Leaders of ESOP Companies Still Support Employee Ownership

Even though ESOPs were not immune to impacts of the recent recession, leaders of ESOP companies still feel strongly that their company is better off than their non-ESOP counterparts, according to a new survey.

Results from the Employee Ownership Foundation’s 19th Annual Economic Performance Survey of ESOP (employee stock ownership plan) companies that are members of The ESOP Association, 91% of survey respondents reported that creating employee ownership through an ESOP was “a good business decision that has helped the company.” In addition, 63% of respondents indicated the ESOP positively affected the overall productivity of the employees.    

Six in ten companies (61%) indicated they have created an ESOP education program or ESOP advisory committee since establishing their ESOP.   

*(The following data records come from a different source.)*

//! Neo Key Generator CLI
//!
//! Usage:
//!   neo_keygen                      # Print one fresh keypair
//!   neo_keygen -n 5                 # Print five keypairs
//!   neo_keygen -p Neo -t contains   # Search for an address containing "neo"
//!   neo_keygen -p AN -s xyz -c      # Prefix "AN" and suffix "xyz", case sensitive

use std::process;
use std::sync::atomic::{AtomicBool, Ordering};
use std::sync::Arc;
use std::time::Duration;

use clap::Parser;
use tracing::{error, info, warn};
use tracing_subscriber::EnvFilter;

use neo_keygen::{Config, KeyPair, NetworkProfile, Pattern, VanityResult, WorkerPool};

fn main() {
    init_tracing();
    let config = Config::parse();

    if let Err(e) = config.validate() {
        eprintln!("Configuration error: {}", e);
        process::exit(1);
    }

    let profile = match config.profile() {
        Ok(profile) => profile,
        Err(e) => {
            eprintln!("Configuration error: {}", e);
            process::exit(1);
        }
    };

    let outcome = if config.is_search() {
        search(&config, profile);
        Ok(())
    } else {
        generate(config.count, profile)
    };

    if let Err(e) = outcome {
        error!(error = %e, "key generation failed");
        process::exit(1);
    }
}

fn init_tracing() {
    let filter = EnvFilter::try_from_default_env().unwrap_or_else(|_| EnvFilter::new("info"));
    let _ = tracing_subscriber::fmt()
        .with_env_filter(filter)
        .with_target(false)
        .with_writer(std::io::stderr)
        .try_init();
}

fn generate(count: usize, profile: NetworkProfile) -> neo_keygen::crypto::Result<()> {
    for index in 1..=count {
        let keypair = KeyPair::generate_with(&mut rand::thread_rng(), profile)?;

        println!("=== Key #{} ===", index);
        println!("Address:     {}", keypair.address());
        println!("WIF:         {}", keypair.wif());
        println!("Private Key: {}", keypair.private_key_hex());
        println!("Public Key:  {}", keypair.compressed_public_key_hex());
        println!("Script:      {}", keypair.script());
        println!("Script Hash: {}", keypair.script_hash());
        println!();
    }
    Ok(())
}

fn search(config: &Config, profile: NetworkProfile) {
    let pattern = match config.suffix.as_deref() {
        Some(suffix) => Pattern::new_prefix_and_suffix(
            config.pattern.clone().unwrap_or_default(),
            suffix,
            config.case_sensitive,
        ),
        None => Pattern::new(
            config.pattern.clone().unwrap_or_default(),
            config.effective_pattern_type(),
            config.case_sensitive,
        ),
    };

    let pool = WorkerPool::new(config.worker_count(), pattern, profile);
    ctrlc_handler(pool.stop_flag_clone());

    let pattern = pool.pattern();
    println!("Neo Vanity Address Search");
    println!("=========================");
    println!("Network:    {}", profile);
    match pattern.suffix() {
        Some(suffix) => println!(
            "Pattern:    {} ... {} ({})",
            pattern.pattern(),
            suffix,
            pattern.pattern_type()
        ),
        None => println!("Pattern:    {} ({})", pattern.pattern(), pattern.pattern_type()),
    }
    println!("Difficulty: {}", pattern.difficulty_description());
    println!("Workers:    {}", pool.num_workers());
    println!("Target:     {} address(es)", config.count);
    println!();

    println!("Searching... (Press Ctrl+C to stop)\n");

    let mut found = 0;
    let report_interval = Duration::from_secs(config.report_interval);

    loop {
        match pool.wait_for_result(report_interval) {
            Some(result) => {
                found += 1;
                print_result(&result, found);

                if config.count > 0 && found >= config.count {
                    println!("\nTarget reached! Found {} address(es).", found);
                    break;
                }
            }
            None => print_progress(&pool),
        }

        if pool.is_stopped() {
            println!("\nStopped.");
            break;
        }
    }

    println!("\n--- Final Statistics ---");
    println!("Total keys generated: {}", format_number(pool.total_keys()));
    println!("Total matches found:  {}", pool.total_matches());
    println!("Time elapsed:         {:.2}s", pool.elapsed().as_secs_f64());
    println!(
        "Average speed:        {}/s",
        format_number(pool.keys_per_second() as u64)
    );

    info!(keys = pool.total_keys(), matches = found, "search finished");
    pool.join();
}

fn print_result(result: &VanityResult, index: usize) {
    println!("=== Match #{} ===", index);
    println!("Address:     {}", result.address);
    println!("WIF:         {}", result.wif);
    println!("Private Key: {}", result.private_key);
    println!("Script Hash: {}", result.script_hash);
    println!("Worker:      {}", result.worker_id);
    println!();
}

fn print_progress(pool: &WorkerPool) {
    let keys = pool.total_keys();
    let rate = pool.keys_per_second();
    let elapsed = pool.elapsed().as_secs();

    println!(
        "[{:>4}s] Generated {} keys ({}/s)",
        elapsed,
        format_number(keys),
        format_number(rate as u64)
    );
}

fn format_number(n: u64) -> String {
    if n >= 1_000_000_000 {
        format!("{:.2}B", n as f64 / 1_000_000_000.0)
    } else if n >= 1_000_000 {
        format!("{:.2}M", n as f64 / 1_000_000.0)
    } else if n >= 1_000 {
        format!("{:.2}K", n as f64 / 1_000.0)
    } else {
        n.to_string()
    }
}

fn ctrlc_handler(stop_flag: Arc<AtomicBool>) {
    if let Err(e) = ctrlc::set_handler(move || {
        stop_flag.store(true, Ordering::Relaxed);
    }) {
        warn!(error = %e, "could not install Ctrl-C handler");
    }
}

According to a press release, in terms of profitability and revenue, as expected, both were down from previous years — 63% of respondents reported that profitability decreased and 71% of respondents noted that revenue decreased.  On the other hand, for a majority of respondents (59%), the company’s stock value increased as determined by outside independent valuations, 37% of the respondents reported a decline in share value, and 4% reported no change.  Of those who did report a deceased share value, 87.3% reported the decline was less than 30% from prior years.  

One third (33.5%) of respondents indicated a better performance in 2009 than in 2008; 54.3% indicated a worse performance; and 12.2% indicated a nearly identical performance. Twenty-nine percent indicated revenue increased; 71% indicated revenue decreased. Thirty-seven percent indicated profitability increased; 63% indicated profitability decreased.  

The 2010 Economic Performance Survey results are based on 418 responses.